#### GIVEN INFORMATION

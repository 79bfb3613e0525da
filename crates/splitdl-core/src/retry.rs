//! Retry and backoff policy for connection slots.
//!
//! Transient failures put a slot back to sleep for an exponentially growing
//! delay; once the retry budget is spent the slot gives up (other slots go on).

use std::time::Duration;

use crate::error::ErrorClass;

/// Decision returned by the retry policy.
#[derive(Debug, Clone, Copy, PartialEq, Eq)]
pub enum RetryDecision {
    /// Do not retry this error.
    NoRetry,
    /// Retry after the given delay.
    RetryAfter(Duration),
}

/// Exponential backoff with caps.
#[derive(Debug, Clone, Copy)]
pub struct RetryPolicy {
    /// Retries allowed per slot after the first attempt; 0 = unlimited.
    pub max_retries: u32,
    /// Base delay for backoff.
    pub base_delay: Duration,
    /// Upper bound on backoff delay.
    pub max_delay: Duration,
}

impl Default for RetryPolicy {
    fn default() -> Self {
        Self {
            max_retries: 5,
            base_delay: Duration::from_secs(1),
            max_delay: Duration::from_secs(30),
        }
    }
}

impl RetryPolicy {
    /// Decide what to do after the `failures`-th failure (1-based) of a slot.
    pub fn decide(&self, failures: u32, class: ErrorClass) -> RetryDecision {
        match class {
            ErrorClass::Transient | ErrorClass::Integrity => {}
            ErrorClass::SlotFatal | ErrorClass::EngineFatal | ErrorClass::Invariant => {
                return RetryDecision::NoRetry
            }
        }
        if self.max_retries != 0 && failures > self.max_retries {
            return RetryDecision::NoRetry;
        }
        // base * 2^(failures-1), capped.
        let exp = 1u32 << failures.saturating_sub(1).min(8);
        let delay = self.base_delay.saturating_mul(exp).min(self.max_delay);
        RetryDecision::RetryAfter(delay)
    }
}

#[cfg(test)]
mod tests {
    use super::*;

    #[test]
    fn no_retry_for_fatal_classes() {
        let p = RetryPolicy::default();
        assert_eq!(p.decide(1, ErrorClass::SlotFatal), RetryDecision::NoRetry);
        assert_eq!(p.decide(1, ErrorClass::EngineFatal), RetryDecision::NoRetry);
        assert_eq!(p.decide(1, ErrorClass::Invariant), RetryDecision::NoRetry);
    }

    #[test]
    fn exponential_backoff_grows_and_is_capped() {
        let p = RetryPolicy {
            max_retries: 0,
            ..RetryPolicy::default()
        };
        let delay = |n| match p.decide(n, ErrorClass::Transient) {
            RetryDecision::RetryAfter(d) => d,
            RetryDecision::NoRetry => panic!("expected retry"),
        };
        assert_eq!(delay(1), Duration::from_secs(1));
        assert_eq!(delay(2), Duration::from_secs(2));
        assert_eq!(delay(3), Duration::from_secs(4));
        assert_eq!(delay(50), p.max_delay);
    }

    #[test]
    fn respects_retry_budget() {
        let p = RetryPolicy {
            max_retries: 2,
            ..RetryPolicy::default()
        };
        assert!(matches!(p.decide(1, ErrorClass::Transient), RetryDecision::RetryAfter(_)));
        assert!(matches!(p.decide(2, ErrorClass::Integrity), RetryDecision::RetryAfter(_)));
        assert_eq!(p.decide(3, ErrorClass::Transient), RetryDecision::NoRetry);
    }

    #[test]
    fn zero_means_unlimited() {
        let p = RetryPolicy {
            max_retries: 0,
            ..RetryPolicy::default()
        };
        assert!(matches!(
            p.decide(10_000, ErrorClass::Transient),
            RetryDecision::RetryAfter(_)
        ));
    }
}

########

◆ EXERCISE DETAILS ◆
Every line above in which the word "Integrity" occurs needs to be copied.

◆ EXPECTED ANSWER ◆
            ErrorClass::Transient | ErrorClass::Integrity => {}
        assert!(matches!(p.decide(2, ErrorClass::Integrity), RetryDecision::RetryAfter(_)));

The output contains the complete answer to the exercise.